### Instructions to follow
From the entries that follow, copy each line containing the word "orders".

### Information supplied
=== Begin Enclosure ===

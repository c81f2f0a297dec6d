//! Serde tests for configuration types.

#![cfg(feature = "serde")]

use std::time::Duration;

use dbcp::{PoolConfig, ReducerConfig};
use proptest::prelude::*;

#[test]
fn partial_config_fills_defaults() {
    let config: PoolConfig = serde_json::from_str(
        r#"{
            "name": "orders",
            "statement_cache_max_size": 64,
            "reducer": { "samples": 10 }
        }"#,
    )
    .unwrap();

    assert_eq!(config.name, "orders");
    assert_eq!(config.statement_cache_max_size, 64);
    assert_eq!(config.max_size, 10);
    assert_eq!(config.log_query_execution_longer_than_ms, 3000);
    assert_eq!(config.reducer.samples, 10);
    assert_eq!(config.reducer.time_interval, Duration::from_secs(60));
    assert!(config.reducer.enabled);
    config.validate().unwrap();
}

#[test]
fn negative_log_threshold_deserializes() {
    let config: PoolConfig =
        serde_json::from_str(r#"{ "log_query_execution_longer_than_ms": -1 }"#).unwrap();
    assert_eq!(config.log_query_execution_longer_than_ms, -1);
}

#[test]
fn invalid_values_are_caught_by_validate() {
    let config: PoolConfig = serde_json::from_str(r#"{ "reducer": { "samples": 0 } }"#).unwrap();
    assert!(config.validate().is_err());
}

fn arb_reducer() -> impl Strategy<Value = ReducerConfig> {
    (any::<bool>(), 1u64..3600, 1u32..100).prop_map(|(enabled, secs, samples)| ReducerConfig {
        enabled,
        time_interval: Duration::from_secs(secs),
        samples,
    })
}

proptest! {
    #![proptest_config(ProptestConfig::with_cases(50))]

    #[test]
    fn pool_config_json_roundtrip(
        name in "[a-z]{1,12}",
        initial_size in 0usize..10,
        extra in 0usize..10,
        cache in 0usize..256,
        threshold in -1i64..10_000,
        stack_trace in any::<bool>(),
        reducer in arb_reducer(),
    ) {
        let config = PoolConfig {
            name,
            initial_size,
            max_size: initial_size + extra + 1,
            acquire_timeout: Duration::from_millis(500),
            statement_cache_max_size: cache,
            log_query_execution_longer_than_ms: threshold,
            log_stack_trace_for_long_query_execution: stack_trace,
            reducer,
        };
        let json = serde_json::to_string(&config).unwrap();
        let back: PoolConfig = serde_json::from_str(&json).unwrap();

        prop_assert_eq!(&back.name, &config.name);
        prop_assert_eq!(back.max_size, config.max_size);
        prop_assert_eq!(back.statement_cache_max_size, config.statement_cache_max_size);
        prop_assert_eq!(back.log_query_execution_longer_than_ms, threshold);
        prop_assert_eq!(&back.reducer, &config.reducer);
        prop_assert!(back.validate().is_ok());
    }
}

=== End Enclosure ===

### Response area
            "name": "orders",
    assert_eq!(config.name, "orders");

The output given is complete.